Orange partner's Camp, Cadiz, October 2006

 Orange network evolution to 3.75G
3G video content is a success :
Orange TV has 40 K active subscribers to 50 linear channels (news, video dramas,…) usage reaching 5 million mobile video sessions. The Prosumers (producers and consumers) will have a strong impact on the business models.
 (A refresher for my HP colleague Lam Nguyen who teaches at ENST)
2G = GPRS : 20kb/s-300kbps 120-700ms-120ms latency, 300ms-10s jitter,
2.75G = EDGE : 384kbps-1000kbps
3G = WCDMA 386kbps 175ms-250ms latency, 50ms jitter
3.5G = HSDPA 1.8 Mb/s (2006)- 3.6Mb/s (some countries) 120ms (down to 20ms) latency.
3.75G = HSUPA (in 2008) 1.2 -5.8 Mb/s
 Social networks (Galina Guyot, another HP collague kept her good smile during parties, despites rainy days in Spain).
Brands and recommendations are key in word-of-mouth marketing. Power is moving from institutions to communities, to social leaders, trendsetters. David Nahimini, Orange
Social Networks
[month/month retention rate; Nielsen May 2006]
67% Myspace (120 M users)
57% MSN groups
51% Facebook (12M users)
49% Xanga
47% MSN space

Top on-line brands
[audience, usage/month]
105M Yahoo! 3:00
95M Myspace 0:45
92M MSN 1:38
92M Google 0:52
70M AOl 6:11
53M Ebay 1:53
40M Mapquest 0:10
38M Realnetworks 0:47
37M Amazon 0:19

Symbian S60 usage patterns, Nokia
Functions
35%,messaging
22% voice calls,
16% multimedia,
14%PIM
3% configuration,
3% browsing
2% games,

Usage of applications
64% have 1 application
23% have 5 add-ons

36% games,
25% utilities,
16% multimedia,
9% messaging,
5% browsing,
3% productivity,
3% PIM,
2% infotainment

2006-09-05

Presentation at Mobile Monday Global Summit, 8-9 May 2006, Helsinki

I attended MoMo Global Summit
and presented some ideas about fun mobile video services.

Anssi Vanjoki ,Nokia
In one of the pannels, he was a great advocate of mobile multimedia. He stressed simplicity of user experience and the user content generation :

"Everything is converging to the internet, it does not matter if we connect thru fiber, copper, vibrating air, broadband, whatever breadth of band. It is about simple services, personal content personal I created myself or I received from someone I am are related to. And this is why telephony was invented; to communicate messages from one to another, like with email, It is also about commercial content to inform, entertain, kick emotions. It's music content from LPs,CDs, MP3, digitized feelings delivered over any networks broadband.

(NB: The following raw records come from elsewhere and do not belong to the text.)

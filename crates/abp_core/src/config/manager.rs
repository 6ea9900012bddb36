//! Config manager for loading, saving, and atomic updates.
//!
//! Key features:
//! - Atomic writes (write to temp file, then rename)
//! - Section-level updates (only modified section is changed)
//! - Validation on load (removes invalid keys)
//! - Preserves comments and formatting with toml_edit

use std::fs;
use std::io::{self, Write};
use std::path::{Path, PathBuf};

use thiserror::Error;
use toml_edit::{DocumentMut, Item};

use super::settings::{ConfigSection, Settings};

/// Errors that can occur during config operations.
#[derive(Error, Debug)]
pub enum ConfigError {
    #[error("Failed to read config file: {0}")]
    ReadError(#[from] io::Error),

    #[error("Failed to parse config: {0}")]
    ParseError(#[from] toml::de::Error),

    #[error("Failed to serialize config: {0}")]
    SerializeError(#[from] toml::ser::Error),

    #[error("Failed to parse config for editing: {0}")]
    EditParseError(#[from] toml_edit::TomlError),

    #[error("Config file not found: {0}")]
    NotFound(PathBuf),
}

/// Result type for config operations.
pub type ConfigResult<T> = Result<T, ConfigError>;

/// Manages application configuration.
///
/// Handles loading, saving, and atomic section-level updates.
pub struct ConfigManager {
    /// Path to the config file.
    config_path: PathBuf,
    /// Current settings loaded in memory.
    settings: Settings,
}

impl ConfigManager {
    /// Create a new config manager with the given config file path.
    ///
    /// Does not load the config - call `load()` or `load_or_create()` after.
    pub fn new(config_path: impl Into<PathBuf>) -> Self {
        Self {
            config_path: config_path.into(),
            settings: Settings::default(),
        }
    }

    /// Get the config file path.
    pub fn path(&self) -> &Path {
        &self.config_path
    }

    /// Get a reference to the current settings.
    pub fn settings(&self) -> &Settings {
        &self.settings
    }

    /// Get a mutable reference to the current settings.
    ///
    /// Note: Changes made here are only in memory until `save()` or
    /// `update_section()` is called.
    pub fn settings_mut(&mut self) -> &mut Settings {
        &mut self.settings
    }

    /// Load config from file.
    ///
    /// Returns error if file doesn't exist.
    pub fn load(&mut self) -> ConfigResult<()> {
        if !self.config_path.exists() {
            return Err(ConfigError::NotFound(self.config_path.clone()));
        }

        let content = fs::read_to_string(&self.config_path)?;
        self.settings = toml::from_str(&content)?;
        Ok(())
    }

    /// Load config from file, creating with defaults if it doesn't exist.
    ///
    /// Also validates and cleans up the config, saving if changes were made.
    pub fn load_or_create(&mut self) -> ConfigResult<()> {
        if self.config_path.exists() {
            let content = fs::read_to_string(&self.config_path)?;
            let (settings, was_modified) = self.parse_validate_and_clean(&content)?;
            self.settings = settings;

            // Save back if we had to clean anything up
            if was_modified {
                self.save()?;
            }
        } else {
            // Create parent directories if needed
            if let Some(parent) = self.config_path.parent() {
                fs::create_dir_all(parent)?;
            }

            self.settings = Settings::default();
            self.save()?;
        }
        Ok(())
    }

    /// Ensure all configured directories exist.
    ///
    /// Creates the batch data root and logs directories if missing.
    /// Should be called after `load_or_create()`.
    pub fn ensure_dirs_exist(&self) -> ConfigResult<()> {
        let dirs = [&self.settings.paths.data_root, &self.settings.paths.logs_folder];

        for dir in dirs {
            let path = PathBuf::from(dir);
            if !path.exists() {
                fs::create_dir_all(&path)?;
            }
        }

        Ok(())
    }

    /// Get the logs folder path.
    pub fn logs_folder(&self) -> PathBuf {
        PathBuf::from(&self.settings.paths.logs_folder)
    }

    /// Get the batch data root path.
    pub fn data_root(&self) -> PathBuf {
        PathBuf::from(&self.settings.paths.data_root)
    }

    /// Parse, validate, and clean up config content.
    ///
    /// Returns the settings and whether any modifications were made.
    fn parse_validate_and_clean(&self, content: &str) -> ConfigResult<(Settings, bool)> {
        // Parse into a document for editing
        let doc: DocumentMut = content.parse()?;

        // Parse into settings (this applies defaults for missing fields)
        let settings: Settings = toml::from_str(content)?;

        // Check if we need to clean up unknown keys
        let valid_sections = [
            "paths",
            "logging",
            "export",
            "imaging",
            "metadata",
            "watermark",
        ];
        let mut has_unknown = false;

        for (key, _) in doc.iter() {
            if !valid_sections.contains(&key) {
                has_unknown = true;
                break;
            }
        }

        // If the content re-serializes differently, we had missing defaults
        let reserialized = toml::to_string_pretty(&settings)?;
        let was_modified = has_unknown || content.trim() != reserialized.trim();

        Ok((settings, was_modified))
    }

    /// Save the entire config atomically.
    ///
    /// Writes to a temp file first, then renames to ensure atomic write.
    pub fn save(&self) -> ConfigResult<()> {
        let content = self.generate_config_with_comments()?;
        self.atomic_write(&content)?;
        Ok(())
    }

    /// Update a specific section atomically.
    ///
    /// This re-reads the file from disk, updates only the specified section,
    /// and writes back atomically. This prevents in-memory corruption from
    /// affecting other sections.
    pub fn update_section(&mut self, section: ConfigSection) -> ConfigResult<()> {
        // Re-read current file from disk (get fresh state)
        let current_content = if self.config_path.exists() {
            fs::read_to_string(&self.config_path)?
        } else {
            String::new()
        };

        // Parse as editable document
        let mut doc: DocumentMut = if current_content.is_empty() {
            DocumentMut::new()
        } else {
            current_content.parse()?
        };

        // Serialize just the section we want to update
        let section_toml = match section {
            ConfigSection::Paths => toml::to_string_pretty(&self.settings.paths)?,
            ConfigSection::Logging => toml::to_string_pretty(&self.settings.logging)?,
            ConfigSection::Export => toml::to_string_pretty(&self.settings.export)?,
            ConfigSection::Imaging => toml::to_string_pretty(&self.settings.imaging)?,
            ConfigSection::Metadata => toml::to_string_pretty(&self.settings.metadata)?,
            ConfigSection::Watermark => toml::to_string_pretty(&self.settings.watermark)?,
        };

        // Parse the section as a table
        let section_doc: DocumentMut = section_toml.parse()?;
        let section_table = section_doc.as_table().clone();

        // Update just that section in the document
        let table_name = section.table_name();
        doc[table_name] = Item::Table(section_table);

        // Write atomically
        self.atomic_write(&doc.to_string())?;

        Ok(())
    }

    /// Generate config content with helpful comments.
    fn generate_config_with_comments(&self) -> ConfigResult<String> {
        let mut output = String::new();

        output.push_str("# Archive Batch Processor Configuration\n");
        output.push_str(
            "# This file is auto-generated. Comments may be preserved on section updates.\n\n",
        );

        let sections: [(&str, &str, String); 6] = [
            (
                "Batch data and log directories",
                "paths",
                toml::to_string_pretty(&self.settings.paths)?,
            ),
            (
                "Logging configuration",
                "logging",
                toml::to_string_pretty(&self.settings.logging)?,
            ),
            (
                "Worksheet CSV export",
                "export",
                toml::to_string_pretty(&self.settings.export)?,
            ),
            (
                "Derivative generation",
                "imaging",
                toml::to_string_pretty(&self.settings.imaging)?,
            ),
            (
                "Metadata embedding (exiftool)",
                "metadata",
                toml::to_string_pretty(&self.settings.metadata)?,
            ),
            (
                "Watermark compositing",
                "watermark",
                toml::to_string_pretty(&self.settings.watermark)?,
            ),
        ];

        for (comment, table, body) in sections {
            output.push_str(&format!("# {}\n", comment));
            output.push_str(&format!("[{}]\n", table));
            for line in body.lines() {
                output.push_str(line);
                output.push('\n');
            }
            output.push('\n');
        }

        Ok(output)
    }

    /// Write content to config file atomically.
    ///
    /// Writes to a temp file first, then renames.
    fn atomic_write(&self, content: &str) -> io::Result<()> {
        // Create parent directory if needed
        if let Some(parent) = self.config_path.parent() {
            fs::create_dir_all(parent)?;
        }

        // Write to temp file in same directory (for atomic rename)
        let temp_path = self.config_path.with_extension("toml.tmp");

        {
            let mut file = fs::File::create(&temp_path)?;
            file.write_all(content.as_bytes())?;
            file.sync_all()?; // Ensure data is flushed to disk
        }

        // Atomic rename
        fs::rename(&temp_path, &self.config_path)?;

        Ok(())
    }
}

#[cfg(test)]
mod tests {
    use super::*;
    use std::fs;
    use tempfile::tempdir;

    #[test]
    fn load_or_create_creates_default() {
        let dir = tempdir().unwrap();
        let config_path = dir.path().join(".config").join("settings.toml");

        let mut manager = ConfigManager::new(&config_path);
        manager.load_or_create().unwrap();

        assert!(config_path.exists());
        let content = fs::read_to_string(&config_path).unwrap();
        assert!(content.contains("[paths]"));
        assert!(content.contains("[watermark]"));
    }

    #[test]
    fn load_or_create_preserves_existing() {
        let dir = tempdir().unwrap();
        let config_path = dir.path().join("settings.toml");

        // Create a config with custom value
        fs::write(&config_path, "[paths]\ndata_root = \"my_custom_root\"\n").unwrap();

        let mut manager = ConfigManager::new(&config_path);
        manager.load_or_create().unwrap();

        assert_eq!(manager.settings().paths.data_root, "my_custom_root");
    }

    #[test]
    fn update_section_only_changes_target() {
        let dir = tempdir().unwrap();
        let config_path = dir.path().join("settings.toml");

        // Create initial config
        let mut manager = ConfigManager::new(&config_path);
        manager.load_or_create().unwrap();

        // Modify logging in memory
        manager.settings_mut().logging.compact = false;

        // Update only logging section
        manager.update_section(ConfigSection::Logging).unwrap();

        // Re-read and verify
        let content = fs::read_to_string(&config_path).unwrap();
        assert!(content.contains("compact = false"));
        // Paths should still have defaults
        assert!(content.contains("[paths]"));
    }

    #[test]
    fn atomic_write_creates_no_temp_on_success() {
        let dir = tempdir().unwrap();
        let config_path = dir.path().join("settings.toml");

        let mut manager = ConfigManager::new(&config_path);
        manager.load_or_create().unwrap();

        // Temp file should not exist after successful write
        let temp_path = config_path.with_extension("toml.tmp");
        assert!(!temp_path.exists());
    }
}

There are many tools to create personal content and it does not matter wether it is blogs published on the web, or content agregated from RSS feeds. Theswe tools are all part of modern publishing environment, limited only by our mind's creativity. According to Technorati, a new blog is born every second. One thousand one, one thousand two... That’s more than 85,000 a day. one thousand six, one thousand seven... Or 600,000 a week, 2.6 million a month or 35.5 million a year. A blog for every man, woman and child in Canada. Or in Greece, Belgium and Portugal combined.

Fun mobile video services
The key points were of my presentations were :
1) the business opportunities from the convergence of video communications and content across technologies, platforms and industries (mobile and broadcast or music)
2) How 3G video can bring a new way to share emotions, feelings and participate to event. Deployments of mobile video in interactive television and community messaging with HP and Voxsurf.ww.voxsurf.com
3) The experienced and what we observed at this early stage in a 4 domains :
. Mobile music and video : how 3G video supports the launch of new albums or tours, and strengthen fan clubs; success of 3G video in TV shows.
. Football and mobile video : how new TV formats include live audience participation. How customized interactions allow delivery of personalised mobile TV content
. Video bloging and push to video adoption for inter-personal messaging in communities; use of dynamically animated interfaces to create recurrent appeal.. Consumer marketing using 3G video outbound call campaigns



vpod.tv
I was very impressed by the founders of vpod.tv who were shortlisted for the MoMO award. Rodrigo Sepulveda Schulz,is the CEO of vpod.tv and mostly a dedicated vlogger evangelist. Ivan Communod, is the COO and could have been a colleague while at Digital/HP in Geneva a few years ago. They are really a great bund and it is great to see European companies succeeding in the blogosphere. Rodrigo was kind to post a part of my presentation on his blog

And you will find their great demo on my own video.

2006-05-18

VON, Stockholm, May 2006

VON Europe Spring 2006, Session 362 : It's all about Apps, Stockholm 18 May 2006, chaired by Christine Perey, PEREY Research & Consulting
One debate topic at the VON Sessions was the IMS (the bad) versus the Web (the good) . We were tasked to take the neutral application view on this. The pannel took 4 point of views :

Impacts on service providers

On-line service providers and ASPs are better placed than the network providers because services are at the edge, economics to manage service launches with few subscribers and no regulations. But the service provider mission can evolve : they can monetize the knowledge gained from access to existing user base, market bundles of mobile data and services with highest cost efficiency and open their networks to business partners. The Open vs. Walled Gardens debate is about trade-offs but all open markets ultimately win.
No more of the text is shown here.